For the first week following implantation, a small bump will be visible where the tumor was inserted and this will then disappear. At 1–4 months (and occasionally up to 1.5 yr) following implantation, a tumor will begin to appear at the site of implantation. This visualization is made easier by trimming the hair from the haunch using animal trimmers. When the tumor reaches 1.5 cm in diameter, it can be excised, dissected into 5 mm cubes and transplanted into additional mice using the same procedure. It is important to characterize the tumor at this point, to ensure that it is derived from the starting material. The most accurate method for doing this is to harvest genomic DNA from both the primary sample and the established xenograft tumor.
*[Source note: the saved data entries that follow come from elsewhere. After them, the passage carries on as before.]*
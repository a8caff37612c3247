//! External advisory opinions.
//!
//! An advisory service turns an indicator snapshot into a directional
//! opinion that joins the vote as one weighted participant. Opinions are
//! cached per pair with a TTL so the external call happens at most once per
//! refresh window; on a failed refresh the stale opinion is served rather
//! than dropping the vote.

pub mod openai;

use std::collections::HashMap;
use std::sync::Arc;
use std::time::{Duration, Instant};

use anyhow::Result;
use async_trait::async_trait;
use serde::{Deserialize, Serialize};
use tokio::sync::Mutex;
use tracing::{debug, warn};

use crate::signal::{Action, IndicatorSnapshot, MarketContext};

pub use openai::OpenAiAdvisor;

/// A directional opinion with a confidence in [0, 100].
#[derive(Debug, Clone, Serialize, Deserialize)]
pub struct Advice {
    pub action: Action,
    pub confidence: f64,
    pub rationale: String,
}

/// Source of advisory opinions.
#[async_trait]
pub trait AdvisoryService: Send + Sync {
    async fn advise(
        &self,
        pair: &str,
        snapshot: &IndicatorSnapshot,
        context: MarketContext,
    ) -> Result<Advice>;
}

struct CacheEntry {
    advice: Advice,
    fetched_at: Instant,
}

/// Per-pair TTL cache in front of an advisory service.
pub struct CachedAdvisor {
    inner: Arc<dyn AdvisoryService>,
    ttl: Duration,
    cache: Mutex<HashMap<String, CacheEntry>>,
}

impl CachedAdvisor {
    pub fn new(inner: Arc<dyn AdvisoryService>, ttl: Duration) -> Self {
        Self {
            inner,
            ttl,
            cache: Mutex::new(HashMap::new()),
        }
    }

    /// Fresh-or-cached opinion for a pair. Returns `None` only when there is
    /// no cached opinion and the refresh fails.
    pub async fn advice(
        &self,
        pair: &str,
        snapshot: &IndicatorSnapshot,
        context: MarketContext,
    ) -> Option<Advice> {
        {
            let cache = self.cache.lock().await;
            if let Some(entry) = cache.get(pair) {
                if entry.fetched_at.elapsed() < self.ttl {
                    debug!(pair = %pair, "advisory cache hit");
                    return Some(entry.advice.clone());
                }
            }
        }

        match self.inner.advise(pair, snapshot, context).await {
            Ok(advice) => {
                let mut cache = self.cache.lock().await;
                cache.insert(
                    pair.to_string(),
                    CacheEntry {
                        advice: advice.clone(),
                        fetched_at: Instant::now(),
                    },
                );
                Some(advice)
            }
            Err(e) => {
                warn!(pair = %pair, error = %e, "advisory refresh failed");
                let cache = self.cache.lock().await;
                cache.get(pair).map(|entry| entry.advice.clone())
            }
        }
    }
}

#[cfg(test)]
mod tests {
    use super::*;
    use std::sync::atomic::{AtomicU32, Ordering};

    struct CountingAdvisor {
        calls: AtomicU32,
        fail: bool,
    }

    #[async_trait]
    impl AdvisoryService for CountingAdvisor {
        async fn advise(
            &self,
            _pair: &str,
            _snapshot: &IndicatorSnapshot,
            _context: MarketContext,
        ) -> Result<Advice> {
            let call = self.calls.fetch_add(1, Ordering::SeqCst);
            if self.fail && call > 0 {
                anyhow::bail!("upstream unavailable");
            }
            Ok(Advice {
                action: Action::Buy,
                confidence: 75.0,
                rationale: format!("call {call}"),
            })
        }
    }

    fn snapshot() -> IndicatorSnapshot {
        IndicatorSnapshot {
            rsi: 50.0,
            macd: 0.0,
            macd_signal: 0.0,
            macd_histogram: 0.0,
            ema_fast: 100.0,
            ema_slow: 100.0,
            bb_upper: 102.0,
            bb_middle: 100.0,
            bb_lower: 98.0,
            trend: crate::signal::Trend::Sideways,
            volatility: 1.0,
            support: 95.0,
            resistance: 110.0,
            price_change_24h: 0.0,
            current_price: 100.0,
            computed_at: chrono::Utc::now(),
        }
    }

    #[tokio::test]
    async fn second_call_within_ttl_hits_cache() {
        let inner = Arc::new(CountingAdvisor {
            calls: AtomicU32::new(0),
            fail: false,
        });
        let cached = CachedAdvisor::new(inner.clone(), Duration::from_secs(300));
        let snap = snapshot();

        cached
            .advice("BTCUSDT", &snap, MarketContext::Consolidation)
            .await;
        cached
            .advice("BTCUSDT", &snap, MarketContext::Consolidation)
            .await;

        assert_eq!(inner.calls.load(Ordering::SeqCst), 1);
    }

    #[tokio::test]
    async fn pairs_are_cached_independently() {
        let inner = Arc::new(CountingAdvisor {
            calls: AtomicU32::new(0),
            fail: false,
        });
        let cached = CachedAdvisor::new(inner.clone(), Duration::from_secs(300));
        let snap = snapshot();

        cached
            .advice("BTCUSDT", &snap, MarketContext::Consolidation)
            .await;
        cached
            .advice("ETHUSDT", &snap, MarketContext::Consolidation)
            .await;

        assert_eq!(inner.calls.load(Ordering::SeqCst), 2);
    }

    #[tokio::test]
    async fn stale_opinion_served_when_refresh_fails() {
        let inner = Arc::new(CountingAdvisor {
            calls: AtomicU32::new(0),
            fail: true,
        });
        // Zero TTL forces a refresh attempt on every call.
        let cached = CachedAdvisor::new(inner, Duration::from_secs(0));
        let snap = snapshot();

        let first = cached
            .advice("BTCUSDT", &snap, MarketContext::Consolidation)
            .await
            .unwrap();
        let second = cached
            .advice("BTCUSDT", &snap, MarketContext::Consolidation)
            .await
            .unwrap();

        assert_eq!(first.rationale, "call 0");
        assert_eq!(second.rationale, "call 0");
    }

    #[tokio::test]
    async fn no_cache_and_failure_yields_none() {
        let inner = Arc::new(CountingAdvisor {
            calls: AtomicU32::new(1),
            fail: true,
        });
        let cached = CachedAdvisor::new(inner, Duration::from_secs(300));
        let snap = snapshot();

        assert!(cached
            .advice("BTCUSDT", &snap, MarketContext::Consolidation)
            .await
            .is_none());
    }
}
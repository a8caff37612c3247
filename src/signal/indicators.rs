//! Technical indicator engine: computes a per-cycle snapshot from a bounded
//! window of OHLCV candles.
//!
//! Windows follow the standard smoothing periods: RSI 14 (Wilder), MACD
//! 12/26/9, EMA 20/50, Bollinger 20 +/- 2 sigma. Fewer than [`MIN_CANDLES`]
//! candles is insufficient-data policy, not an error: the caller skips the
//! pair for the cycle.

use chrono::{DateTime, Utc};
use serde::{Deserialize, Serialize};
use statrs::statistics::Statistics;

use crate::models::Candle;

/// Minimum candles required to produce a snapshot.
pub const MIN_CANDLES: usize = 50;

pub const RSI_PERIOD: usize = 14;
pub const MACD_FAST: usize = 12;
pub const MACD_SLOW: usize = 26;
pub const MACD_SIGNAL: usize = 9;
pub const EMA_FAST: usize = 20;
pub const EMA_SLOW: usize = 50;
pub const BOLLINGER_PERIOD: usize = 20;
pub const BOLLINGER_MULT: f64 = 2.0;

/// Range window for rolling support/resistance.
const RANGE_PERIOD: usize = 20;

/// Price direction classification from moving averages and momentum.
#[derive(Debug, Clone, Copy, PartialEq, Eq, Serialize, Deserialize)]
#[serde(rename_all = "snake_case")]
pub enum Trend {
    StrongUptrend,
    Uptrend,
    Sideways,
    Downtrend,
    StrongDowntrend,
    Unknown,
}

impl Trend {
    pub fn as_str(&self) -> &'static str {
        match self {
            Trend::StrongUptrend => "strong_uptrend",
            Trend::Uptrend => "uptrend",
            Trend::Sideways => "sideways",
            Trend::Downtrend => "downtrend",
            Trend::StrongDowntrend => "strong_downtrend",
            Trend::Unknown => "unknown",
        }
    }

    pub fn is_bearish(&self) -> bool {
        matches!(self, Trend::Downtrend | Trend::StrongDowntrend)
    }
}

/// Immutable indicator snapshot, recomputed once per pair per cycle.
#[derive(Debug, Clone, Serialize, Deserialize)]
pub struct IndicatorSnapshot {
    pub rsi: f64,
    pub macd: f64,
    pub macd_signal: f64,
    pub macd_histogram: f64,
    pub ema_fast: f64,
    pub ema_slow: f64,
    pub bb_upper: f64,
    pub bb_middle: f64,
    pub bb_lower: f64,
    pub trend: Trend,

    /// Standard deviation of close-to-close percentage changes, in percent.
    pub volatility: f64,

    /// Lowest low over the range window.
    pub support: f64,

    /// Highest high over the range window.
    pub resistance: f64,

    /// Percentage change from the first to the last close of the window.
    pub price_change_24h: f64,

    pub current_price: f64,
    pub computed_at: DateTime<Utc>,
}

/// Compute the indicator snapshot for a candle window (ascending by time).
///
/// Returns `None` when fewer than [`MIN_CANDLES`] candles are supplied.
pub fn compute(candles: &[Candle]) -> Option<IndicatorSnapshot> {
    if candles.len() < MIN_CANDLES {
        return None;
    }

    let closes: Vec<f64> = candles.iter().map(|c| c.close).collect();
    let current_price = *closes.last()?;
    let first_close = closes[0];

    let (macd, macd_signal, macd_histogram) =
        macd_latest(&closes, MACD_FAST, MACD_SLOW, MACD_SIGNAL);
    let (bb_upper, bb_middle, bb_lower) =
        bollinger_latest(&closes, BOLLINGER_PERIOD, BOLLINGER_MULT);

    let price_change_24h = if first_close != 0.0 {
        (current_price - first_close) / first_close * 100.0
    } else {
        0.0
    };

    let range = &candles[candles.len() - RANGE_PERIOD..];
    let support = range.iter().map(|c| c.low).fold(f64::INFINITY, f64::min);
    let resistance = range
        .iter()
        .map(|c| c.high)
        .fold(f64::NEG_INFINITY, f64::max);

    Some(IndicatorSnapshot {
        rsi: rsi_latest(&closes, RSI_PERIOD),
        macd,
        macd_signal,
        macd_histogram,
        ema_fast: ema_latest(&closes, EMA_FAST),
        ema_slow: ema_latest(&closes, EMA_SLOW),
        bb_upper,
        bb_middle,
        bb_lower,
        trend: detect_trend(&closes),
        volatility: volatility_pct(&closes),
        support,
        resistance,
        price_change_24h,
        current_price,
        computed_at: Utc::now(),
    })
}

/// RSI with Wilder smoothing: first average is a simple mean over the first
/// `period` changes, then avg = (prev * (n-1) + current) / n.
fn rsi_latest(closes: &[f64], period: usize) -> f64 {
    let changes: Vec<f64> = closes.windows(2).map(|w| w[1] - w[0]).collect();
    if changes.len() < period {
        return 50.0;
    }

    let mut avg_gain = changes[..period]
        .iter()
        .map(|&c| if c > 0.0 { c } else { 0.0 })
        .sum::<f64>()
        / period as f64;
    let mut avg_loss = changes[..period]
        .iter()
        .map(|&c| if c < 0.0 { -c } else { 0.0 })
        .sum::<f64>()
        / period as f64;

    for &change in &changes[period..] {
        let gain = if change > 0.0 { change } else { 0.0 };
        let loss = if change < 0.0 { -change } else { 0.0 };
        avg_gain = (avg_gain * (period - 1) as f64 + gain) / period as f64;
        avg_loss = (avg_loss * (period - 1) as f64 + loss) / period as f64;
    }

    if avg_loss == 0.0 {
        100.0
    } else {
        100.0 - 100.0 / (1.0 + avg_gain / avg_loss)
    }
}

/// EMA series: k = 2/(n+1), seeded with the SMA of the first `period` values.
/// Entries before the warmup index hold the running seed and must not be read.
fn ema_series(closes: &[f64], period: usize) -> Vec<f64> {
    let k = 2.0 / (period as f64 + 1.0);
    let mut out = vec![0.0; closes.len()];
    let mut ema = 0.0;
    let mut sum = 0.0;

    for (i, &close) in closes.iter().enumerate() {
        if i < period - 1 {
            sum += close;
        } else if i == period - 1 {
            sum += close;
            ema = sum / period as f64;
            out[i] = ema;
        } else {
            ema = close * k + ema * (1.0 - k);
            out[i] = ema;
        }
    }

    out
}

fn ema_latest(closes: &[f64], period: usize) -> f64 {
    if closes.len() < period {
        return *closes.last().unwrap_or(&0.0);
    }
    *ema_series(closes, period).last().unwrap_or(&0.0)
}

/// MACD line = EMA(fast) - EMA(slow); signal = EMA(signal) of the MACD line
/// seeded with its SMA; histogram = line - signal. Returns the latest values.
fn macd_latest(closes: &[f64], fast: usize, slow: usize, signal_period: usize) -> (f64, f64, f64) {
    if closes.len() < slow + signal_period {
        return (0.0, 0.0, 0.0);
    }

    let ema_fast = ema_series(closes, fast);
    let ema_slow = ema_series(closes, slow);
    let warmup = slow - 1;

    let macd_line: Vec<f64> = (warmup..closes.len())
        .map(|i| ema_fast[i] - ema_slow[i])
        .collect();

    let k = 2.0 / (signal_period as f64 + 1.0);
    let mut signal = macd_line[..signal_period].iter().sum::<f64>() / signal_period as f64;
    for &value in &macd_line[signal_period..] {
        signal = value * k + signal * (1.0 - k);
    }

    let line = *macd_line.last().unwrap_or(&0.0);
    (line, signal, line - signal)
}

/// Bollinger bands over the trailing window, population standard deviation.
fn bollinger_latest(closes: &[f64], period: usize, mult: f64) -> (f64, f64, f64) {
    if closes.len() < period {
        return (0.0, 0.0, 0.0);
    }

    let window = &closes[closes.len() - period..];
    let middle = window.iter().sum::<f64>() / period as f64;
    let variance = window.iter().map(|c| (c - middle).powi(2)).sum::<f64>() / period as f64;
    let stddev = variance.sqrt();

    (middle + mult * stddev, middle, middle - mult * stddev)
}

/// Trend from SMA(10) vs SMA(30) plus 10-period momentum with a +/-2% band.
fn detect_trend(closes: &[f64]) -> Trend {
    if closes.len() < 30 {
        return Trend::Unknown;
    }

    let sma_short = closes[closes.len() - 10..].iter().sum::<f64>() / 10.0;
    let sma_long = closes[closes.len() - 30..].iter().sum::<f64>() / 30.0;

    let anchor = closes[closes.len() - 10];
    if anchor == 0.0 {
        return Trend::Unknown;
    }
    let momentum = (closes[closes.len() - 1] - anchor) / anchor * 100.0;

    if sma_short > sma_long && momentum > 2.0 {
        Trend::StrongUptrend
    } else if sma_short > sma_long && momentum > 0.0 {
        Trend::Uptrend
    } else if sma_short < sma_long && momentum < -2.0 {
        Trend::StrongDowntrend
    } else if sma_short < sma_long && momentum < 0.0 {
        Trend::Downtrend
    } else {
        Trend::Sideways
    }
}

/// Sample standard deviation of close-to-close percentage changes, in percent.
fn volatility_pct(closes: &[f64]) -> f64 {
    let changes: Vec<f64> = closes
        .windows(2)
        .filter(|w| w[0] != 0.0)
        .map(|w| (w[1] - w[0]) / w[0])
        .collect();

    if changes.len() < 2 {
        return 0.0;
    }

    changes.std_dev() * 100.0
}
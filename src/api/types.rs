//! Wire types for the exchange REST API.

use serde::Deserialize;

/// 24-hour rolling ticker statistics.
#[derive(Debug, Clone, Deserialize)]
#[serde(rename_all = "camelCase")]
pub struct Ticker24hr {
    pub symbol: String,
    pub last_price: String,
    pub bid_price: String,
    pub ask_price: String,
    pub quote_volume: String,
    pub price_change_percent: String,
    pub close_time: i64,
}

/// One kline row. The API returns a positional array:
/// open time, open, high, low, close, volume, close time, quote volume,
/// trade count, taker buy base, taker buy quote, ignore.
#[derive(Debug, Clone, Deserialize)]
pub struct KlineRow(
    pub i64,
    pub String,
    pub String,
    pub String,
    pub String,
    pub String,
    pub i64,
    pub String,
    pub i64,
    pub String,
    pub String,
    pub String,
);

/// Account information from the signed account endpoint.
#[derive(Debug, Clone, Deserialize)]
#[serde(rename_all = "camelCase")]
pub struct AccountInfo {
    pub balances: Vec<AssetBalance>,
}

/// Free/locked balance for one asset.
#[derive(Debug, Clone, Deserialize)]
pub struct AssetBalance {
    pub asset: String,
    pub free: String,
    pub locked: String,
}

/// Response to a filled market order.
#[derive(Debug, Clone, Deserialize)]
#[serde(rename_all = "camelCase")]
pub struct OrderResponse {
    pub symbol: String,
    pub order_id: i64,
    pub status: String,
    pub executed_qty: String,
    pub cummulative_quote_qty: String,
    #[serde(default)]
    pub fills: Vec<FillPart>,
}

/// One partial fill inside an order response.
#[derive(Debug, Clone, Deserialize)]
#[serde(rename_all = "camelCase")]
pub struct FillPart {
    pub price: String,
    pub qty: String,
    pub commission: String,
    pub commission_asset: String,
}

/// Error body the exchange returns on non-2xx responses.
#[derive(Debug, Clone, Deserialize)]
pub struct ApiError {
    pub code: i64,
    pub msg: String,
}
These separate DNA samples can be analyzed by single-nucleotide polymorphism (SNP) array to determine whether they arise from the same sample. Once tumor integrity has been confirmed, the xenograft can be transplanted into additional mice for chemosensitivity testing. Following transplantation, tumors should be allowed to grow to 200–500 mm3 before initiation of treatment.